NCCIC-ICS reports that a relatively low-skilled attacker could exploit the vulnerability to enable an attacker with local (Linux) system access to bypass access controls for the central configuration file of the SRA Site software.
NOTE: Interesting flip of roles, but I would have expected Claroty to have an advisory on their site about the vulnerability and to have allowed the researcher to confirm the efficacy of the fix.
Aveva Advisory
This advisory describes two vulnerabilities in the Aveva System Platform. The vulnerability was reported by Sharon Brizinov of Claroty. Aveva has updates that mitigates the vulnerability. There is no indication that Brizinov has been provided an opportunity to verify the efficacy of the fix.
The two reported vulnerabilities are:
Missing authentication for critical function - CVE-2021-33008, and
Uncaught exception - CVE-2021-33010
NCCIC-ICS reports that a relatively low-skilled attacker on an adjacent network could exploit the vulnerabilities to, if exploited and chained together, could allow a malicious entity to achieve arbitrary code execution with system privileges or cause a denial-of-service condition.

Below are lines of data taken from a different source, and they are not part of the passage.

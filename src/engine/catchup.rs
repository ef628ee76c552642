use crate::foundation::math::floor_of_percent;

/// The scheduler's record of the last step actually dispatched, kept in two
/// unit spaces: partition cell indices and integer percent.
///
/// Cell index 0 is reserved for the placeholder-only frame; the first real
/// cell is index 1.
#[derive(Clone, Copy, Debug, Default, PartialEq, Eq)]
pub(crate) struct Cursors {
    pub(crate) cell: u32,
    pub(crate) percent: u32,
}

/// What a progress update turns into.
#[derive(Clone, Copy, Debug, PartialEq, Eq)]
pub(crate) enum Dispatch {
    /// Replay cell indices `from..=to` (engine indices, 1-based).
    CellRun { from: u32, to: u32 },
    /// Replay percent steps `from..=to`.
    PercentRun { from: u32, to: u32 },
    /// Composite the single step directly.
    Direct { step: u32 },
}

/// Map a percent to the strategy step: the 0-based cell index for
/// cell-domain strategies, the percent itself otherwise.
pub(crate) fn step_for_percent(cell_count: Option<u32>, percent: u32) -> u32 {
    match cell_count {
        Some(cc) => floor_of_percent(cc, percent),
        None => percent,
    }
}

/// Two-phase, dual-unit gap check.
///
/// Cursors are advanced before the caller enqueues the run, so an
/// overlapping update computes its gap against the new target and the same
/// step is never replayed by two runs. A negative gap (progress moved
/// backward) falls through to the direct branch; nothing is un-revealed.
pub(crate) fn plan(cursors: &mut Cursors, cell_count: Option<u32>, percent: u32) -> Dispatch {
    if let Some(cc) = cell_count {
        let target = floor_of_percent(cc, percent) + 1;
        if target > cursors.cell + 1 {
            let from = cursors.cell + 1;
            // The run supersedes the percent-space check too: both cursors
            // are caught up to this update before it is enqueued.
            cursors.cell = target;
            cursors.percent = percent;
            tracing::debug!(from, to = target, "cell-space catch-up");
            return Dispatch::CellRun { from, to: target };
        }
        cursors.cell = target;
    }
    if percent > cursors.percent + 1 {
        let from = cursors.percent + 1;
        cursors.percent = percent;
        tracing::debug!(from, to = percent, "percent-space catch-up");
        return Dispatch::PercentRun { from, to: percent };
    }
    cursors.percent = percent;
    Dispatch::Direct {
        step: step_for_percent(cell_count, percent),
    }
}

#[cfg(test)]
#[path = "../../tests/unit/engine/catchup.rs"]
mod tests;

NOTE: The Aveva advisory (that I discussed Saturday -subscription required) includes three other vulnerabilities not listed here:
Path traversal,
Origin validation error, and
Improper verification of digital signature
JTEKT Advisory
This advisory describes an improper restriction of operations withing the bounds of a memory buffer vulnerability in the JTEKT TOYOPUC PLCs. The vulnerability was reported by Chris Yang via the Zero Day Initiative. JTEKT has new firmware versions that mitigate the vulnerability. There is no indication that Yang has been provided an opportunity to verify the efficacy of the fix.

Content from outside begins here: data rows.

use crate::foundation::error::{UnveilError, UnveilResult};

/// An axis-aligned half-open pixel rectangle `[left, right) x [top, bottom)`
/// inside image bounds.
#[derive(Clone, Copy, Debug, PartialEq, Eq, serde::Serialize, serde::Deserialize)]
pub struct Cell {
    /// Leftmost column, inclusive.
    pub left: u32,
    /// Topmost row, inclusive.
    pub top: u32,
    /// Rightmost column, exclusive.
    pub right: u32,
    /// Bottommost row, exclusive.
    pub bottom: u32,
}

impl Cell {
    /// Cell width in pixels.
    pub fn width(self) -> u32 {
        self.right.saturating_sub(self.left)
    }

    /// Cell height in pixels.
    pub fn height(self) -> u32 {
        self.bottom.saturating_sub(self.top)
    }

    /// Return `true` when `(x, y)` lies inside the rectangle.
    pub fn contains(self, x: u32, y: u32) -> bool {
        self.left <= x && x < self.right && self.top <= y && y < self.bottom
    }
}

/// A [`Cell`] paired with a revealed flag, for strategies that must not
/// re-composite a region once it is opaque.
#[derive(Clone, Copy, Debug, PartialEq, Eq, serde::Serialize, serde::Deserialize)]
pub struct FlaggedCell {
    /// The covered rectangle.
    pub cell: Cell,
    /// Whether this cell has already been composited.
    pub revealed: bool,
}

impl FlaggedCell {
    /// Wrap a cell with the flag cleared.
    pub fn new(cell: Cell) -> Self {
        Self {
            cell,
            revealed: false,
        }
    }
}

/// An ordered, gap-free division of an image rectangle into cells of a
/// configured pixel extent.
///
/// Cells are laid out row-major at construction; a reorder policy may permute
/// the playback order once, after which the order is fixed. The construction
/// order stays available for point lookups.
#[derive(Clone, Debug)]
pub struct Partition {
    width: u32,
    height: u32,
    extent: u32,
    cols: u32,
    rows: u32,
    cells: Vec<Cell>,
    /// Playback permutation: `order[i]` is the construction index of the
    /// `i`-th cell to reveal.
    order: Vec<u32>,
}

impl Partition {
    /// Divide `width x height` into cells of `extent` pixels per side, in
    /// row-major order. The last row/column is clamped to the image edge and
    /// may be smaller than `extent`.
    pub fn new(width: u32, height: u32, extent: u32) -> UnveilResult<Self> {
        if extent == 0 {
            return Err(UnveilError::config("cell extent must be > 0"));
        }
        if width == 0 || height == 0 {
            return Err(UnveilError::config("partitioned image must be non-empty"));
        }
        let cols = width.div_ceil(extent);
        let rows = height.div_ceil(extent);
        let count = cols as usize * rows as usize;
        let mut cells = Vec::with_capacity(count);
        for i in 0..count as u32 {
            let col = i % cols;
            let row = i / cols;
            let left = col * extent;
            let top = row * extent;
            cells.push(Cell {
                left,
                top,
                right: (left + extent).min(width),
                bottom: (top + extent).min(height),
            });
        }
        let order = (0..count as u32).collect();
        Ok(Self {
            width,
            height,
            extent,
            cols,
            rows,
            cells,
            order,
        })
    }

    /// Total number of cells.
    pub fn cell_count(&self) -> u32 {
        self.cells.len() as u32
    }

    /// Number of cell columns.
    pub fn cols(&self) -> u32 {
        self.cols
    }

    /// Number of cell rows.
    pub fn rows(&self) -> u32 {
        self.rows
    }

    /// Configured cell extent in pixels.
    pub fn extent(&self) -> u32 {
        self.extent
    }

    /// Partitioned image width.
    pub fn width(&self) -> u32 {
        self.width
    }

    /// Partitioned image height.
    pub fn height(&self) -> u32 {
        self.height
    }

    /// The `i`-th cell in playback order, or `None` past the end.
    pub fn cell(&self, i: u32) -> Option<Cell> {
        let ci = *self.order.get(i as usize)?;
        Some(self.cells[ci as usize])
    }

    /// Cells in construction (row-major) order.
    pub fn construction_cells(&self) -> &[Cell] {
        &self.cells
    }

    /// The first cell in construction order containing `(x, y)`, or `None`
    /// when the point is out of bounds.
    pub fn cell_at(&self, x: u32, y: u32) -> Option<Cell> {
        self.cells.iter().copied().find(|c| c.contains(x, y))
    }

    /// Replace the playback order with `order`, which must be a permutation
    /// of the construction indices. Called once, at construction time.
    pub(crate) fn set_order(&mut self, order: Vec<u32>) {
        debug_assert_eq!(order.len(), self.cells.len());
        self.order = order;
    }
}

#[cfg(test)]
#[path = "../../tests/unit/partition/grid.rs"]
mod tests;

NCCIC-ICS reports that a relatively low-skilled attacker on an adjacent network could exploit the vulnerability to crash the device being accessed.
Panasonic Advisory
This advisory describes an improper restriction of XML external entity reference vulnerability in the Panasonic FPWIN Pro programming control software. The vulnerability was reported by Michael Heinzl. Panasonic has a new version that mitigates the vulnerability. There is no indication that Heinzl has been provided an opportunity to verify the efficacy of the fix.

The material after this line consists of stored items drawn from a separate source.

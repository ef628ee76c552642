/// Convenience result type used across the crate.
pub type UnveilResult<T> = Result<T, UnveilError>;

/// Top-level error taxonomy used by engine APIs.
#[derive(thiserror::Error, Debug)]
pub enum UnveilError {
    /// Invalid strategy or partition configuration, rejected at construction.
    #[error("config error: {0}")]
    Config(String),

    /// API contract violation, e.g. compositing before `prepare`.
    #[error("contract error: {0}")]
    Contract(String),

    /// Errors while compositing a frame or delivering it to a sink.
    #[error("compute error: {0}")]
    Compute(String),

    /// Wrapped lower-level error from dependencies or IO.
    #[error(transparent)]
    Other(#[from] anyhow::Error),
}

impl UnveilError {
    /// Build a [`UnveilError::Config`] value.
    pub fn config(msg: impl Into<String>) -> Self {
        Self::Config(msg.into())
    }

    /// Build a [`UnveilError::Contract`] value.
    pub fn contract(msg: impl Into<String>) -> Self {
        Self::Contract(msg.into())
    }

    /// Build a [`UnveilError::Compute`] value.
    pub fn compute(msg: impl Into<String>) -> Self {
        Self::Compute(msg.into())
    }
}

#[cfg(test)]
#[path = "../../tests/unit/foundation/error.rs"]
mod tests;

NCCIC-ICS reports that a relatively low-skilled attacker with uncharacterized access could exploit the vulnerability to allow a remote attacker to retrieve sensitive information from the file system where affected software is installed.
exacqVision Advisory #1
This advisory describes a cross-site scripting vulnerability in the Johnson Controls exacqVision Enterprise Manager. The vulnerability was reported by Milan Kyselica and Roman Stevanak. Johnson Controls has a new version that mitigates the vulnerability. There is no indication that the researchers have been provided with an opportunity to verify the efficacy of the fix.
NCCIC-ICS reports that a relatively low-skilled attacker could remotely exploit the vulnerability to allow an attacker to send malicious requests on behalf of the victim.
NOTE: The link to the Johnson Controls advisory (JCI-PSA-2021-08) is still not working, like I reported on Saturday.
exacqVision Advisory #2
This advisory describes a cross-site scripting vulnerability in the Johnson Controls exacqVision Web Service. The vulnerability was reported by Milan Kyselica and Roman Stevanak. Johnson Controls has a new version that mitigates the vulnerability. There is no indication that the researchers have been provided an opportunity to verify the efficacy of the fix.
NCCIC-ICS reports that a relatively low-skilled attacker could remotely exploit the vulnerability to allow an attacker to send malicious requests on behalf of the victim.
NOTE: The link to the Johnson Controls advisory (JCI-PSA-2021-08) is still not working, like I reported on Saturday.